AlphaViT: A flexible game-playing AI for multiple games and variable board sizes
Kazuhisa Fujita
TL;DR
This work replaces AlphaZero's fixed-input CNN with Vision Transformers to create AlphaViT, AlphaViD, and AlphaVDA, enabling a single DNN with shared weights to play multiple board games and adapt to varying board sizes. The authors demonstrate that these ViT-based agents can be trained on one or more games and outperform traditional baselines while approaching AlphaZero's strength, with AlphaViT often closest to AlphaZero. They show meaningful transfer and fine-tuning benefits from small-board pretraining and that multitask training can match or exceed single-task performance. The results highlight the potential of transformer-based architectures for flexible, robust game-playing AI across dynamic environments and game variants.
Abstract
We present three game-playing agents incorporating Vision Transformers (ViT) into the AlphaZero framework: AlphaViT, AlphaViD (AlphaViT with a transformer decoder), and AlphaVDA (AlphaViD with learnable action embeddings). These agents can play multiple board games of varying sizes using a single neural network with shared weights, thus overcoming AlphaZero's limitation of fixed board sizes. AlphaViT employs only a transformer encoder, whereas AlphaViD and AlphaVDA incorporate both a transformer encoder and a decoder. In AlphaViD, the decoder processes outputs from the encoder, whereas AlphaVDA uses learnable embeddings as the decoder inputs.
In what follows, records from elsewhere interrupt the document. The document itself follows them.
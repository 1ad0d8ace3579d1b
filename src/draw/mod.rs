//! Pixel-level drawing primitives.
//!
//! This module defines the core rendering types of the blackboard:
//! - [`Color`] and the fixed ink palette
//! - [`PixelBuffer`]/[`PixelFormat`]: bounds-checked pixel storage
//! - [`LayerStore`]: the visible and trace layers plus merge
//! - [`draw_segment`]: the stroke rasterizer
//! - [`TextRenderer`]: Pango-based label rendering

pub mod buffer;
pub mod color;
pub mod dirty;
pub mod font;
pub mod geometry;
pub mod layers;
pub mod pen;
pub mod pixel;
pub mod raster;

pub use buffer::PixelBuffer;
pub use color::Color;
pub use dirty::DirtyTracker;
pub use font::{FontDescriptor, PangoText, TextRenderer};
pub use geometry::{PaletteGeometry, ScreenGeometry};
pub use layers::{Layer, LayerStore};
pub use pen::{Pen, PenMode};
pub use pixel::{BackgroundSignature, FormatError, PixelFormat};
pub use raster::{MIN_LINE_DISTANCE, draw_segment};

pub use color::{BLACK, BLUE, GREEN, ORANGE, PALE_BLUE, RED, WHITE, YELLOW};
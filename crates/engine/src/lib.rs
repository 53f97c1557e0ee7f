/// Timeline calibration and closed-loop positioning.
///
/// Everything here works from UI snapshots and coarse gestures only: the
/// engine measures the timeline, seeks by visual feedback, projects clip
/// times onto the screen and scans scrollable rows for labels.
use serde::{Deserialize, Serialize};
use std::sync::Arc;
use thiserror::Error;
use tracing::debug;

use device::{DeviceDriver, DeviceError, UiElement};
use timeline::{Seconds, TimelineError};

mod config;
pub use config::*;
mod calibration;
pub use calibration::*;
mod readout;
pub use readout::*;
mod seek;
pub use seek::*;
mod projector;
pub use projector::*;
mod scanner;
pub use scanner::*;
pub mod layout;

#[derive(Debug, Error)]
pub enum EngineError {
    #[error(transparent)]
    Timeline(#[from] TimelineError),
    #[error("calibration failed: {0}")]
    Calibration(String),
    #[error("validation error: {0}")]
    Validation(String),
    #[error("not found: {0}")]
    NotFound(String),
    #[error("time readout not visible")]
    ReadoutUnavailable,
    #[error("device error: {0}")]
    Device(#[from] DeviceError),
    #[error("config error: {0}")]
    Config(String),
}

/// Coarse classification used in run reports.
#[derive(Debug, Clone, Copy, PartialEq, Eq, Serialize, Deserialize)]
#[serde(rename_all = "snake_case")]
pub enum ErrorKind {
    NotCalibrated,
    OutOfBounds,
    Validation,
    NotFound,
    Calibration,
    Readout,
    Device,
    Config,
}

impl EngineError {
    pub fn kind(&self) -> ErrorKind {
        match self {
            Self::Timeline(TimelineError::NotCalibrated) => ErrorKind::NotCalibrated,
            Self::Timeline(
                TimelineError::OutOfBounds { .. } | TimelineError::JunctionOutOfBounds { .. },
            ) => ErrorKind::OutOfBounds,
            Self::Timeline(TimelineError::InvalidReadout(_)) => ErrorKind::Readout,
            Self::Timeline(TimelineError::InvalidOp(_)) | Self::Validation(_) => {
                ErrorKind::Validation
            }
            Self::NotFound(_) => ErrorKind::NotFound,
            Self::Calibration(_) => ErrorKind::Calibration,
            Self::ReadoutUnavailable => ErrorKind::Readout,
            Self::Device(_) => ErrorKind::Device,
            Self::Config(_) => ErrorKind::Config,
        }
    }

    /// Failures that end one operation but leave the session usable.
    pub fn is_recoverable(&self) -> bool {
        !matches!(self.kind(), ErrorKind::Device | ErrorKind::Config)
    }
}

pub type Result<T> = std::result::Result<T, EngineError>;

/// Device handle plus policy. Holds no timeline state; callers pass the
/// `TimelineStore` into every operation.
#[derive(Clone)]
pub struct Engine {
    driver: Arc<dyn DeviceDriver>,
    config: EngineConfig,
}

impl Engine {
    pub fn new(driver: Arc<dyn DeviceDriver>, config: EngineConfig) -> Self {
        Self { driver, config }
    }

    pub fn driver(&self) -> &dyn DeviceDriver {
        self.driver.as_ref()
    }

    pub fn config(&self) -> &EngineConfig {
        &self.config
    }

    pub async fn snapshot(&self) -> Result<Vec<UiElement>> {
        Ok(self.driver.snapshot().await?)
    }

    /// Fixed, non-cancellable wait for the UI to settle.
    pub async fn settle(&self, ms: u64) {
        if ms > 0 {
            tokio::time::sleep(std::time::Duration::from_millis(ms)).await;
        }
    }

    /// Fresh snapshot, first element with `resource_id`.
    pub async fn find_by_id(&self, resource_id: &str) -> Result<Option<UiElement>> {
        let snapshot = self.snapshot().await?;
        Ok(device::find_by_id(&snapshot, resource_id).cloned())
    }

    /// Taps the element with `resource_id`; `what` names it in the error.
    pub async fn tap_by_id(&self, resource_id: &str, what: &str) -> Result<UiElement> {
        let element = self
            .find_by_id(resource_id)
            .await?
            .ok_or_else(|| EngineError::NotFound(what.to_string()))?;
        debug!("tapping {} (index {})", what, element.index);
        self.driver.tap_element(&element).await?;
        Ok(element)
    }

    /// Displayed play position from a fresh snapshot.
    pub async fn read_time(&self) -> Result<Seconds> {
        let snapshot = self.snapshot().await?;
        read_time_from(&snapshot, &self.config.ids)
    }

    pub async fn read_total_duration(&self) -> Result<Seconds> {
        let snapshot = self.snapshot().await?;
        read_total_duration_from(&snapshot, &self.config.ids)
    }
}
/// Bounded search over horizontally scrolling rows: category bars, effect
/// grids and the bottom toolbar.
use device::UiElement;
use serde::{Deserialize, Serialize};
use tracing::{debug, info, warn};

use crate::{Engine, EngineError, Result};

#[derive(Debug, Clone, Copy, PartialEq, Eq, Serialize, Deserialize)]
#[serde(rename_all = "snake_case")]
pub enum ScanArea {
    /// Category bar; every text is a candidate.
    Menu,
    /// Item grid; only upper-case captions are candidates, which keeps a
    /// category tab from matching an item of the same name.
    Content,
}

impl ScanArea {
    fn admits(self, text: &str) -> bool {
        match self {
            Self::Menu => true,
            Self::Content => is_upper_label(text),
        }
    }
}

/// True when `text` has at least one cased letter and no lower-case ones.
pub fn is_upper_label(text: &str) -> bool {
    text.chars().any(char::is_uppercase) && !text.chars().any(char::is_lowercase)
}

fn toolbar_match<'a>(items: &[&'a UiElement], label: &str) -> Option<&'a UiElement> {
    let label = label.to_uppercase();
    items
        .iter()
        .copied()
        .find(|el| el.text().to_uppercase() == label)
}

impl Engine {
    /// Looks for `target` in the visible row, swiping right-to-left between
    /// attempts. The swipe row is taken from `anchor` once it has been seen,
    /// and is `default_row_y` until then.
    ///
    /// Returns `Ok(false)` after `max_swipes` misses.
    pub async fn find_and_select(
        &self,
        target: &str,
        anchor: Option<&str>,
        area: ScanArea,
    ) -> Result<bool> {
        let scan = &self.config().scan;
        let mut row_y: Option<i32> = None;

        for attempt in 0..scan.max_swipes {
            let snapshot = self.snapshot().await?;
            for el in snapshot.iter().filter(|el| area.admits(el.text())) {
                if let Some(anchor) = anchor {
                    if el.text_eq_ignore_case(anchor) {
                        row_y = Some(el.bounds.mid_y());
                    }
                }
                if el.text_eq_ignore_case(target) {
                    info!("found '{}' at index {}", target, el.index);
                    self.driver().tap_element(el).await?;
                    return Ok(true);
                }
            }

            let y = row_y.unwrap_or(scan.default_row_y);
            debug!(
                "'{}' not visible, swiping row y={} (attempt {})",
                target,
                y,
                attempt + 1
            );
            self.driver()
                .swipe(scan.swipe_from_x, y, scan.swipe_to_x, y, scan.swipe_duration_ms)
                .await?;
            self.settle(self.config().timing.scan_settle_ms).await;
        }

        warn!("'{}' not found after {} swipes", target, scan.max_swipes);
        Ok(false)
    }

    /// Finds a toolbar entry by label.
    ///
    /// The toolbar is first rewound until its first entry shows, so the
    /// forward scan always starts from the same place.
    pub async fn find_toolbar_item(&self, tool: &str) -> Result<UiElement> {
        let scan = &self.config().scan;
        let toolbar_id = &self.config().ids.toolbar_title;
        let start_marker = &self.config().labels.toolbar_start;
        let mut toolbar_y: Option<i32> = None;
        info!("looking for toolbar item '{}'", tool);

        for _ in 0..scan.toolbar_rewind_swipes {
            let snapshot = self.snapshot().await?;
            let items: Vec<&UiElement> = snapshot.iter().filter(|el| el.has_id(toolbar_id)).collect();
            let Some(first) = items.first() else {
                break;
            };
            toolbar_y.get_or_insert(first.bounds.mid_y());

            if let Some(found) = toolbar_match(&items, tool) {
                debug!("found '{}' while rewinding", tool);
                return Ok(found.clone());
            }
            if toolbar_match(&items, start_marker).is_some() {
                debug!("toolbar at start");
                break;
            }

            if let Some(y) = toolbar_y {
                self.driver()
                    .swipe(scan.swipe_to_x, y, scan.swipe_from_x, y, scan.swipe_duration_ms)
                    .await?;
                self.settle(self.config().timing.scan_settle_ms).await;
            }
        }

        for attempt in 0..scan.toolbar_max_swipes {
            let snapshot = self.snapshot().await?;
            let items: Vec<&UiElement> = snapshot.iter().filter(|el| el.has_id(toolbar_id)).collect();
            if let Some(first) = items.first() {
                toolbar_y.get_or_insert(first.bounds.mid_y());
            }
            if let Some(found) = toolbar_match(&items, tool) {
                info!("found '{}' at index {}", tool, found.index);
                return Ok(found.clone());
            }

            let y = toolbar_y.ok_or_else(|| EngineError::NotFound("toolbar row".into()))?;
            debug!("'{}' not visible, swiping toolbar (attempt {})", tool, attempt + 1);
            self.driver()
                .swipe(scan.swipe_from_x, y, scan.swipe_to_x, y, scan.swipe_duration_ms)
                .await?;
            self.settle(self.config().timing.scan_settle_ms).await;
        }

        Err(EngineError::NotFound(format!("toolbar tool '{}'", tool)))
    }

    /// Finds and taps a toolbar entry.
    pub async fn open_tool(&self, tool: &str) -> Result<UiElement> {
        let item = self.find_toolbar_item(tool).await?;
        self.driver().tap_element(&item).await?;
        self.settle(self.config().timing.menu_settle_ms).await;
        Ok(item)
    }
}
The additional decoder in AlphaViD and AlphaVDA provides flexibility to adapt to various action spaces and board sizes. Experimental results show that the proposed agents, trained on either individual games or on multiple games simultaneously, consistently outperform traditional algorithms, such as Minimax and Monte Carlo Tree Search. They approach the performance of AlphaZero despite relying on a single deep neural network (DNN) with shared weights. In particular, AlphaViT performs strongly across all evaluated games. Furthermore, fine-tuning the DNN with weights pre-trained on small board games accelerates convergence and improves performance, particularly in Gomoku. Interestingly, simultaneous training on multiple games yields performance comparable to, or even surpassing, that of single-game training. These results indicate the potential of transformer-based architectures for developing more flexible and robust game-playing AI agents that excel in multiple games and dynamic environments.